Biogen Idec CEO Stepping Down, Ambrx Focuses on Empowered Antibodies, Intellikine Testing First Drug Candidate, & More San Diego Life Sciences News
San Diego’s biotech community got busy in the first week of 2010, with a flurry of news falling as heavily as a New England snowstorm. Better get your snow shovel.
—James Mullen announced his plans to retire June 8 (at the tender age of 51) as CEO of Cambridge, MA-based Biogen Idec (NASDAQ: BIIB). Mullen was promoted to head Biogen in 2000 and assumed command of the combined companies following the 2003 merger of Biogen with San Diego-based Idec Pharmaceuticals. In recent years, however, Mullen became a lightning rod for criticism among activist shareholders (including billionaire Carl Icahn), who complained that Biogen Idec shares were underperforming in comparison with biotech peers.

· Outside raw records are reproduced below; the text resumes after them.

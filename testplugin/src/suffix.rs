//! Shared plugin answering every key with the key plus a configured suffix.

use anyhow::anyhow;
use nsplug::framework::{Namespace, Object, Root};
use nsplug::{Context, Engine, Plugin};
use std::sync::{Arc, RwLock};

pub const DEFAULT_SUFFIX: &str = "!!";

/// Answers every key with `key + suffix`.
#[derive(Debug, Default)]
pub struct SuffixRoot {
    suffix: RwLock<Option<String>>,
}

impl SuffixRoot {
    fn suffix(&self) -> anyhow::Result<String> {
        let suffix = self
            .suffix
            .read()
            .map_err(|_| anyhow!("suffix lock poisoned"))?;
        Ok(suffix
            .as_deref()
            .filter(|s| !s.is_empty())
            .unwrap_or(DEFAULT_SUFFIX)
            .to_string())
    }
}

impl Root for SuffixRoot {
    fn configure(&self, config: &Context) -> anyhow::Result<()> {
        let suffix = match config.get("suffix") {
            None => None,
            Some(value) => Some(
                value
                    .as_str()
                    .ok_or_else(|| anyhow!("suffix must be a string, got {}", value.type_name()))?
                    .to_string(),
            ),
        };
        *self
            .suffix
            .write()
            .map_err(|_| anyhow!("suffix lock poisoned"))? = suffix;
        Ok(())
    }

    fn as_namespace(self: Arc<Self>) -> Option<Arc<dyn Namespace>> {
        Some(self)
    }
}

impl Namespace for SuffixRoot {
    fn get(&self, key: &str) -> anyhow::Result<Object> {
        Ok(Object::value(format!("{key}{}", self.suffix()?)))
    }
}

/// Factory used by plugin servers.
pub fn plugin() -> Box<dyn Plugin> {
    Box::new(Engine::new(SuffixRoot::default()))
}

—San Diego-based Ambrx CEO Steve Kaldor told Luke that about one-third of the biotech firm’s staff—and half of its resources—are now focused on building on recent breakthroughs in the development of antibody drug conjugates, a class of protein drugs also known as “empowered antibodies.” For example, Ambrx is developing a new anti-cancer drug, called T-DM1, that combines the ability of an antibody to seek out cancerous cells with a potent toxin that gives the treatment extra tumor-killing kick.
—San Diego’s Intellikine is still on a fast track to develop drug candidates that block a hot cancer target known as the PI3 kinase. Kinases are a type of enzyme that control complex cellular processes, usually by transferring phosphate molecules to specific places in the cells. Intellikine is developing a portfolio of drug candidates designed to disrupt the processes controlled by the PI3 kinase. Intellikine, which was founded a little more than two years ago, is now testing its first drug candidate in humans.
—San Diego-based Sequenom (NASDAQ: SQNM) settled a dispute with Michigan-based SensiGen by issuing about $1.5 million worth of Sequenom shares. After the value of Sequenom shares plunged last year, a lawyer for SensiGen asserted claims that Sequenom had breached representations made when Sequenom acquired SensiGen’s molecular diagnostic tests.
—San Diego’s Adventrx Pharmaceuticals (AMEX: ANX) said it has submitted a new drug application for a new formulation of the anti-cancer drug vinorelbine that Adventrx says has fewer side effects. The application represents an extraordinary comeback for the biotech, which announced plans last March to substantially end its operations. Adventrx also said it was raising $19 million through a private placement of its convertible preferred shares.
—With technology developed at the Los Alamos National Laboratory, Carlsbad, CA-based Life Technologies (NASDAQ: LIFE) has developed a new type of flow cytometer, used to count and catalog large numbers of cells in a biological sample. The new design uses sound waves to measure the size and type of certain cells flowing through a tube.